Please return all lines from the records below that include the string "SaveQueue".

--- PROVIDED MATERIAL Enclosed Below ---

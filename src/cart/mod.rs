//! Cart Store
//!
//! Owns the line items, promotion state and cancellation buffer for one
//! checkout session. Mutations are synchronous; each one that changes the
//! line-item list queues a snapshot for the background writer.

use std::{fmt, sync::Arc};

use jiff::Timestamp;
use thiserror::Error;
use tracing::{debug, info, instrument, warn};

use crate::{
    config::CheckoutConfig,
    fixtures::seed_items,
    items::{ItemId, LineItem, position_of},
    pricing::{Totals, calculate_totals},
    promotions::{PromotionOutcome, PromotionState},
    receipt::Receipt,
    storage::{CartStorage, StorageError},
    undo::{CancellationBuffer, UndoState},
};

pub mod persistence;

use persistence::{SaveQueue, load_items};

/// Errors raised when placing an order.
#[derive(Debug, Error)]
pub enum OrderError {
    /// The promotion flag couldn't be written.
    #[error("failed to record promotion flag")]
    Storage(#[from] StorageError),

    /// The promotion flag couldn't be encoded.
    #[error("failed to encode promotion flag")]
    Serialization(#[from] serde_json::Error),
}

/// The cart for one checkout session.
pub struct CartStore {
    items: Vec<LineItem>,
    promotion: PromotionState,
    cancellation: CancellationBuffer,
    config: CheckoutConfig,
    storage: Arc<dyn CartStorage>,
    saves: SaveQueue,
}

impl fmt::Debug for CartStore {
    fn fmt(&self, f: &mut fmt::Formatter<'_>) -> fmt::Result {
        f.debug_struct("CartStore")
            .field("items", &self.items)
            .field("promotion", &self.promotion)
            .field("cancellation", &self.cancellation)
            .field("config", &self.config)
            .finish_non_exhaustive()
    }
}

impl CartStore {
    /// Opens a cart, restoring the saved line items when there are any.
    ///
    /// Falls back to the seed items when nothing is saved, the saved list is
    /// empty, or it can't be read or repeats an item id. Outside a tokio
    /// runtime the cart still loads but changes aren't saved.
    #[instrument(skip_all, fields(key = %config.keys.cart_items))]
    pub async fn load(storage: Arc<dyn CartStorage>, config: CheckoutConfig) -> Self {
        let items = match load_items(storage.as_ref(), &config.keys.cart_items).await {
            Ok(Some(items)) if !items.is_empty() => {
                info!(count = items.len(), "restored saved cart");
                items
            }
            Ok(_) => {
                debug!("no saved cart; using seed items");
                seed_items()
            }
            Err(error) => {
                warn!(%error, "saved cart unusable; using seed items");
                seed_items()
            }
        };

        let saves = SaveQueue::spawn(Arc::clone(&storage), config.keys.cart_items.clone());

        Self {
            items,
            promotion: PromotionState::default(),
            cancellation: CancellationBuffer::default(),
            config,
            storage,
            saves,
        }
    }

    /// Returns the line items in display order.
    pub fn items(&self) -> &[LineItem] {
        &self.items
    }

    /// Returns the line item with `id`.
    pub fn item(&self, id: &ItemId) -> Option<&LineItem> {
        self.items.iter().find(|item| item.id() == id)
    }

    /// Returns the promotion state.
    pub fn promotion(&self) -> &PromotionState {
        &self.promotion
    }

    /// Returns the undo affordance state.
    pub fn undo_state(&self) -> UndoState {
        self.cancellation.state()
    }

    /// Returns the item an undo would restore.
    pub fn pending_undo(&self) -> Option<&LineItem> {
        self.cancellation.item()
    }

    /// Returns the configuration.
    pub fn config(&self) -> &CheckoutConfig {
        &self.config
    }

    /// Computes the current totals.
    pub fn totals(&self) -> Totals {
        calculate_totals(
            &self.items,
            self.promotion.active(&self.config.promotion),
            &self.config.charges,
            self.config.currency,
        )
    }

    /// Adds one to the quantity of `id`. Unknown ids are ignored.
    pub fn increment_quantity(&mut self, id: &ItemId) {
        let Some(item) = self.item_mut(id) else {
            debug!(item_id = %id, "increment ignored: unknown item");
            return;
        };

        item.increment();
        debug!(item_id = %id, quantity = item.quantity().get(), "incremented quantity");

        self.persist();
    }

    /// Removes one from the quantity of `id`, stopping at one. Unknown ids are ignored.
    pub fn decrement_quantity(&mut self, id: &ItemId) {
        let Some(item) = self.item_mut(id) else {
            debug!(item_id = %id, "decrement ignored: unknown item");
            return;
        };

        if !item.decrement() {
            debug!(item_id = %id, "decrement ignored: quantity already one");
            return;
        }

        debug!(item_id = %id, quantity = item.quantity().get(), "decremented quantity");

        self.persist();
    }

    /// Removes `id` from the cart and holds it for undo. Unknown ids are ignored.
    ///
    /// Any item already held for undo is discarded.
    pub fn cancel_item(&mut self, id: &ItemId) {
        let Some(position) = position_of(&self.items, id) else {
            debug!(item_id = %id, "cancel ignored: unknown item");
            return;
        };

        let item = self.items.remove(position);

        if let Some(discarded) = self.cancellation.stash(item) {
            debug!(item_id = %discarded.id(), "discarded previous cancellation");
        }

        info!(item_id = %id, "cancelled item");

        self.persist();
    }

    /// Restores the cancelled item to the end of the cart.
    ///
    /// Returns `false` when there's nothing to undo.
    pub fn undo_cancel(&mut self) -> bool {
        let Some(item) = self.cancellation.restore() else {
            debug!("undo ignored: nothing cancelled");
            return false;
        };

        info!(item_id = %item.id(), "restored cancelled item");

        self.items.push(item);
        self.persist();

        true
    }

    /// Forgets the cancelled item and hides the undo affordance.
    pub fn dismiss_undo(&mut self) {
        if let Some(item) = self.cancellation.dismiss() {
            debug!(item_id = %item.id(), "cancellation confirmed");
        }
    }

    /// Applies a user-entered promotion code.
    pub fn apply_promotion(&mut self, code: &str) -> PromotionOutcome {
        let outcome = self.promotion.apply(&self.config.promotion, code);

        match outcome {
            PromotionOutcome::Accepted => info!("promotion applied"),
            PromotionOutcome::Rejected => debug!(code, "promotion code rejected"),
        }

        outcome
    }

    /// Removes the promotion and clears the entered code.
    pub fn remove_promotion(&mut self) {
        self.promotion.remove();

        debug!("promotion removed");
    }

    /// Builds a receipt for the cart as it stands.
    pub fn receipt(&self) -> Receipt {
        Receipt::build(&self.items, &self.promotion, &self.config, None)
    }

    /// Places the order: waits for pending saves, records whether a promotion
    /// was applied for the payment step, and returns the receipt.
    ///
    /// The cart itself is left as is.
    ///
    /// # Errors
    ///
    /// Returns an [`OrderError`] if the promotion flag can't be stored.
    #[instrument(skip(self), fields(key = %self.config.keys.promotion_applied))]
    pub async fn place_order(&self) -> Result<Receipt, OrderError> {
        self.saves.flush().await;

        let applied = self.promotion.is_applied();
        let flag = serde_json::to_string(&applied)?;

        self.storage
            .set(&self.config.keys.promotion_applied, flag)
            .await?;

        info!(promotion_applied = applied, "order placed");

        Ok(Receipt::build(
            &self.items,
            &self.promotion,
            &self.config,
            Some(Timestamp::now()),
        ))
    }

    /// Waits until every save queued so far has been attempted.
    pub async fn flush(&self) {
        self.saves.flush().await;
    }

    /// Ends the session, draining outstanding saves.
    pub async fn close(self) {
        self.saves.close().await;
    }

    fn item_mut(&mut self, id: &ItemId) -> Option<&mut LineItem> {
        self.items.iter_mut().find(|item| item.id() == id)
    }

    fn persist(&self) {
        self.saves.enqueue(&self.items);
    }
}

--- End of Enclosed PROVIDED MATERIAL ---

TASK RESPONSE:
use persistence::{SaveQueue, load_items};
    saves: SaveQueue,
        let saves = SaveQueue::spawn(Arc::clone(&storage), config.keys.cart_items.clone());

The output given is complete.